Les défenseurs du système Almajiri affirment qu'il offre aux familles pauvres des services que l'État nigérian n'est malheureusement pas en mesure de fournir.

Des millions d'enfants dans le pays n'ont ainsi pas accès à l'éducation alors que l'école primaire est en principe gratuite.

Fonctionnaire en retraite, Yusuf Hassan dirige la Fondation Almajiri dans la ville de Kano, dans le nord du pays, qui a cherché à améliorer le système.

Il insiste sur le fait que la plupart des écoles ne ressemblent pas à celle de Kaduna et blâme les prétendus "centres de redressement" où les familles envoient des jeunes tenus pour délinquants ou toxicomanes.

"Certains parents qui ont des enfants difficiles à prendre en charge à la maison les emmènent dans de tels centres de réadaptation", explique-t-il. "Certains centres finissent par enchaîner les enfants pour les empêcher de s'enfuir."

- Dans le droit chemin -

Yusuf Hassan blâme l'absence de soins médicaux ou psychiatriques de la part du gouvernement pour lutter contre la toxicomanie généralisée dans le nord du Nigeria.
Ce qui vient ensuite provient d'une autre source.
impl MemStorage {
    pub fn new() -> Self {
        MemStorage {
            inner: Mutex::new(Tables::new()),
        }
    }

    // --- Platforms ---

    pub async fn platforms(&self) -> Vec<Platform> {
        let mut list: Vec<_> = self.inner.lock().await.platforms.values().cloned().collect();
        list.sort_by_key(|p| p.id);
        list
    }

    pub async fn platform(&self, id: i32) -> Option<Platform> {
        self.inner.lock().await.platforms.get(&id).cloned()
    }

    pub async fn create_platform(&self, new: NewPlatform) -> Platform {
        let mut t = self.inner.lock().await;
        let id = t.next_platform_id;
        t.next_platform_id += 1;
        let platform = Platform {
            id,
            name: new.name,
            display_name: new.display_name,
            icon: new.icon,
            color: new.color,
            is_active: new.is_active,
            last_scan_at: None,
            status: new.status,
        };
        t.platforms.insert(id, platform.clone());
        platform
    }

    pub async fn update_platform(
        &self,
        id: i32,
        patch: PlatformPatch,
    ) -> Result<Platform, StorageError> {
        let mut t = self.inner.lock().await;
        let platform = t
            .platforms
            .get_mut(&id)
            .ok_or(StorageError::NotFound("platform", id))?;
        if let Some(v) = patch.display_name {
            platform.display_name = v;
        }
        if let Some(v) = patch.icon {
            platform.icon = v;
        }
        if let Some(v) = patch.color {
            platform.color = v;
        }
        if let Some(v) = patch.is_active {
            platform.is_active = v;
        }
        if let Some(v) = patch.last_scan_at {
            platform.last_scan_at = Some(v);
        }
        if let Some(v) = patch.status {
            platform.status = v;
        }
        Ok(platform.clone())
    }

    // --- Deals ---

    /// All deals, newest first.
    pub async fn deals(&self) -> Vec<Deal> {
        let mut list: Vec<_> = self.inner.lock().await.deals.values().cloned().collect();
        list.sort_by(|a, b| b.created_at.cmp(&a.created_at));
        list
    }

    pub async fn deal(&self, id: i32) -> Option<Deal> {
        self.inner.lock().await.deals.get(&id).cloned()
    }

    pub async fn create_deal(&self, new: NewDeal) -> Deal {
        let mut t = self.inner.lock().await;
        let id = t.next_deal_id;
        t.next_deal_id += 1;
        let deal = Deal {
            id,
            title: new.title,
            description: new.description,
            original_price: new.original_price,
            sale_price: new.sale_price,
            discount_percentage: new.discount_percentage,
            product_url: new.product_url,
            affiliate_url: new.affiliate_url,
            image_url: new.image_url,
            category: new.category,
            platform_id: new.platform_id,
            is_active: new.is_active,
            views: 0,
            clicks: 0,
            conversions: 0,
            created_at: Utc::now(),
        };
        t.deals.insert(id, deal.clone());
        deal
    }

    pub async fn update_deal(&self, id: i32, patch: DealPatch) -> Result<Deal, StorageError> {
        let mut t = self.inner.lock().await;
        let deal = t
            .deals
            .get_mut(&id)
            .ok_or(StorageError::NotFound("deal", id))?;
        if let Some(v) = patch.title {
            deal.title = v;
        }
        if let Some(v) = patch.description {
            deal.description = Some(v);
        }
        if let Some(v) = patch.original_price {
            deal.original_price = v;
        }
        if let Some(v) = patch.sale_price {
            deal.sale_price = v;
        }
        if let Some(v) = patch.discount_percentage {
            deal.discount_percentage = v;
        }
        if let Some(v) = patch.image_url {
            deal.image_url = Some(v);
        }
        if let Some(v) = patch.category {
            deal.category = v;
        }
        if let Some(v) = patch.is_active {
            deal.is_active = v;
        }
        if let Some(v) = patch.conversions {
            deal.conversions = v;
        }
        Ok(deal.clone())
    }

    pub async fn active_deals(&self) -> Vec<Deal> {
        self.inner
            .lock()
            .await
            .deals
            .values()
            .filter(|d| d.is_active)
            .cloned()
            .collect()
    }

    pub async fn deals_by_platform(&self, platform_id: i32) -> Vec<Deal> {
        self.inner
            .lock()
            .await
            .deals
            .values()
            .filter(|d| d.platform_id == platform_id)
            .cloned()
            .collect()
    }

    pub async fn record_deal_click(&self, id: i32) -> Result<Deal, StorageError> {
        let mut t = self.inner.lock().await;
        let deal = t
            .deals
            .get_mut(&id)
            .ok_or(StorageError::NotFound("deal", id))?;
        deal.clicks += 1;
        Ok(deal.clone())
    }

    pub async fn record_deal_view(&self, id: i32) -> Result<Deal, StorageError> {
        let mut t = self.inner.lock().await;
        let deal = t
            .deals
            .get_mut(&id)
            .ok_or(StorageError::NotFound("deal", id))?;
        deal.views += 1;
        Ok(deal.clone())
    }

    // --- Telegram groups ---

    pub async fn telegram_groups(&self) -> Vec<TelegramGroup> {
        let mut list: Vec<_> = self
            .inner
            .lock()
            .await
            .telegram_groups
            .values()
            .cloned()
            .collect();
        list.sort_by_key(|g| g.id);
        list
    }

    pub async fn telegram_group(&self, id: i32) -> Option<TelegramGroup> {
        self.inner.lock().await.telegram_groups.get(&id).cloned()
    }

    pub async fn create_telegram_group(&self, new: NewTelegramGroup) -> TelegramGroup {
        let mut t = self.inner.lock().await;
        let id = t.next_group_id;
        t.next_group_id += 1;
        let group = TelegramGroup {
            id,
            name: new.name,
            chat_id: new.chat_id,
            member_count: new.member_count,
            is_active: new.is_active,
            deals_posted_today: 0,
            last_post_at: None,
        };
        t.telegram_groups.insert(id, group.clone());
        group
    }

    pub async fn update_telegram_group(
        &self,
        id: i32,
        patch: TelegramGroupPatch,
    ) -> Result<TelegramGroup, StorageError> {
        let mut t = self.inner.lock().await;
        let group = t
            .telegram_groups
            .get_mut(&id)
            .ok_or(StorageError::NotFound("telegram group", id))?;
        if let Some(v) = patch.name {
            group.name = v;
        }
        if let Some(v) = patch.member_count {
            group.member_count = v;
        }
        if let Some(v) = patch.is_active {
            group.is_active = v;
        }
        if let Some(v) = patch.deals_posted_today {
            group.deals_posted_today = v;
        }
        if let Some(v) = patch.last_post_at {
            group.last_post_at = Some(v);
        }
        Ok(group.clone())
    }

    pub async fn active_telegram_groups(&self) -> Vec<TelegramGroup> {
        self.inner
            .lock()
            .await
            .telegram_groups
            .values()
            .filter(|g| g.is_active)
            .cloned()
            .collect()
    }

    /// Bumps the daily post counter and last-post timestamp in one step.
    pub async fn record_group_post(&self, id: i32) -> Result<TelegramGroup, StorageError> {
        let mut t = self.inner.lock().await;
        let group = t
            .telegram_groups
            .get_mut(&id)
            .ok_or(StorageError::NotFound("telegram group", id))?;
        group.deals_posted_today += 1;
        group.last_post_at = Some(Utc::now());
        Ok(group.clone())
    }

    // --- Purchases ---

    pub async fn purchases(&self) -> Vec<Purchase> {
        let mut list: Vec<_> = self.inner.lock().await.purchases.values().cloned().collect();
        list.sort_by(|a, b| b.created_at.cmp(&a.created_at));
        list
    }

    pub async fn create_purchase(&self, new: NewPurchase) -> Purchase {
        let mut t = self.inner.lock().await;
        let id = t.next_purchase_id;
        t.next_purchase_id += 1;
        let purchase = Purchase {
            id,
            deal_id: new.deal_id,
            telegram_group_id: new.telegram_group_id,
            user_id: new.user_id,
            username: new.username,
            amount: new.amount,
            commission: new.commission,
            created_at: Utc::now(),
        };
        t.purchases.insert(id, purchase.clone());
        purchase
    }

    pub async fn purchases_between(
        &self,
        start: DateTime<Utc>,
        end: DateTime<Utc>,
    ) -> Vec<Purchase> {
        self.inner
            .lock()
            .await
            .purchases
            .values()
            .filter(|p| p.created_at >= start && p.created_at < end)
            .cloned()
            .collect()
    }

    pub async fn todays_purchases(&self) -> Vec<Purchase> {
        let (start, end) = today_bounds();
        self.purchases_between(start, end).await
    }

    // --- Scraper configs ---

    pub async fn scraper_configs(&self) -> Vec<ScraperConfig> {
        let mut list: Vec<_> = self
            .inner
            .lock()
            .await
            .scraper_configs
            .values()
            .cloned()
            .collect();
        list.sort_by_key(|c| c.id);
        list
    }

    pub async fn scraper_config(&self, id: i32) -> Option<ScraperConfig> {
        self.inner.lock().await.scraper_configs.get(&id).cloned()
    }

    pub async fn create_scraper_config(&self, new: NewScraperConfig) -> ScraperConfig {
        let mut t = self.inner.lock().await;
        let id = t.next_scraper_config_id;
        t.next_scraper_config_id += 1;
        let config = ScraperConfig {
            id,
            platform_id: new.platform_id,
            is_enabled: new.is_enabled,
            frequency_minutes: new.frequency_minutes,
            last_run: None,
            next_run: None,
        };
        t.scraper_configs.insert(id, config.clone());
        config
    }

    pub async fn update_scraper_config(
        &self,
        id: i32,
        patch: ScraperConfigPatch,
    ) -> Result<ScraperConfig, StorageError> {
        let mut t = self.inner.lock().await;
        let config = t
            .scraper_configs
            .get_mut(&id)
            .ok_or(StorageError::NotFound("scraper config", id))?;
        if let Some(v) = patch.is_enabled {
            config.is_enabled = v;
        }
        if let Some(v) = patch.frequency_minutes {
            config.frequency_minutes = v;
        }
        if let Some(v) = patch.last_run {
            config.last_run = Some(v);
        }
        if let Some(v) = patch.next_run {
            config.next_run = Some(v);
        }
        Ok(config.clone())
    }

    // --- Affiliate programs ---

    pub async fn affiliate_programs(&self) -> Vec<AffiliateProgram> {
        let mut list: Vec<_> = self
            .inner
            .lock()
            .await
            .affiliate_programs
            .values()
            .cloned()
            .collect();
        list.sort_by_key(|p| p.id);
        list
    }

    pub async fn affiliate_program_by_platform(
        &self,
        platform_id: i32,
    ) -> Option<AffiliateProgram> {
        self.inner
            .lock()
            .await
            .affiliate_programs
            .values()
            .find(|p| p.platform_id == platform_id)
            .cloned()
    }

    pub async fn create_affiliate_program(&self, new: NewAffiliateProgram) -> AffiliateProgram {
        let mut t = self.inner.lock().await;
        let id = t.next_affiliate_program_id;
        t.next_affiliate_program_id += 1;
        let program = AffiliateProgram {
            id,
            platform_id: new.platform_id,
            program_name: new.program_name,
            tracking_id: new.tracking_id,
            commission_rate: new.commission_rate,
            is_active: new.is_active,
        };
        t.affiliate_programs.insert(id, program.clone());
        program
    }

    // --- System settings ---

    pub async fn system_settings(&self) -> Option<SystemSettings> {
        self.inner.lock().await.system_settings.clone()
    }

    pub async fn create_system_settings(&self, new: NewSystemSettings) -> SystemSettings {
        let mut t = self.inner.lock().await;
        let id = t.next_settings_id;
        t.next_settings_id += 1;
        let settings = SystemSettings {
            id,
            webhook_url: new.webhook_url,
            default_posting_interval: new.default_posting_interval,
            max_deals_per_day: new.max_deals_per_day,
        };
        t.system_settings = Some(settings.clone());
        settings
    }

    pub async fn update_system_settings(
        &self,
        id: i32,
        patch: SystemSettingsPatch,
    ) -> Result<SystemSettings, StorageError> {
        let mut t = self.inner.lock().await;
        let settings = match t.system_settings.as_mut() {
            Some(s) if s.id == id => s,
            Some(_) => return Err(StorageError::NotFound("system settings", id)),
            None => return Err(StorageError::SettingsMissing),
        };
        if let Some(v) = patch.webhook_url {
            settings.webhook_url = Some(v);
        }
        if let Some(v) = patch.default_posting_interval {
            settings.default_posting_interval = v;
        }
        if let Some(v) = patch.max_deals_per_day {
            settings.max_deals_per_day = v;
        }
        Ok(settings.clone())
    }

    // --- Aggregates ---

    /// Full-collection scan; fine for a small ephemeral dataset.
    pub async fn dashboard_stats(&self) -> DashboardStats {
        let t = self.inner.lock().await;

        let active_deals = t.deals.values().filter(|d| d.is_active).count();
        let telegram_groups = t.telegram_groups.len();

        let (start, end) = today_bounds();
        let today_revenue: f64 = t
            .purchases
            .values()
            .filter(|p| p.created_at >= start && p.created_at < end)
            .filter_map(|p| p.commission.parse::<f64>().ok())
            .sum();

        let total_views: i64 = t.deals.values().map(|d| d.views as i64).sum();
        let total_clicks: i64 = t.deals.values().map(|d| d.clicks as i64).sum();

        let click_through_rate = if total_views > 0 {
            (total_clicks as f64 / total_views as f64) * 100.0
        } else {
            0.0
        };

        DashboardStats {
            active_deals,
            today_revenue,
            click_through_rate,
            telegram_groups,
            today_clicks: total_clicks,
            today_views: total_views,
        }
    }
}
Selon lui, une première étape devrait être de séparer les centres de redressement et les écoles.

Mais, paradoxalement, certains de ceux qui ont subi un traitement brutal infligé dans de telles institutions font valoir que l'on peut en retirer beaucoup de bien.

Ainsi, Mohammed Usman s'est retrouvé enchaîné dans une de ces écoles lorsque sa famille l'y a emmené pour décrocher d'une dépendance à la drogue quand il avait une vingtaine d'années.

"Bien sûr, les élèves étaient fouettés lorsqu'ils se comportaient mal, ce qui nous a permis de changer de comportement et de rester dans le droit chemin", affirme à l'AFP Usman, aujourd'hui âgé de 45 ans et enseignant dans un lycée.

Il dit qu'il a été éduqué dans la religion, la moralité et le "respect" et qu'il a finalement réussi à décrocher de sa dépendance à la drogue.

"J'y ai passé neuf mois et quand les enseignants ont été satisfaits de ma rééducation, j'ai été libéré et je suis rentré chez moi. Depuis, je n'ai jamais repris de drogue".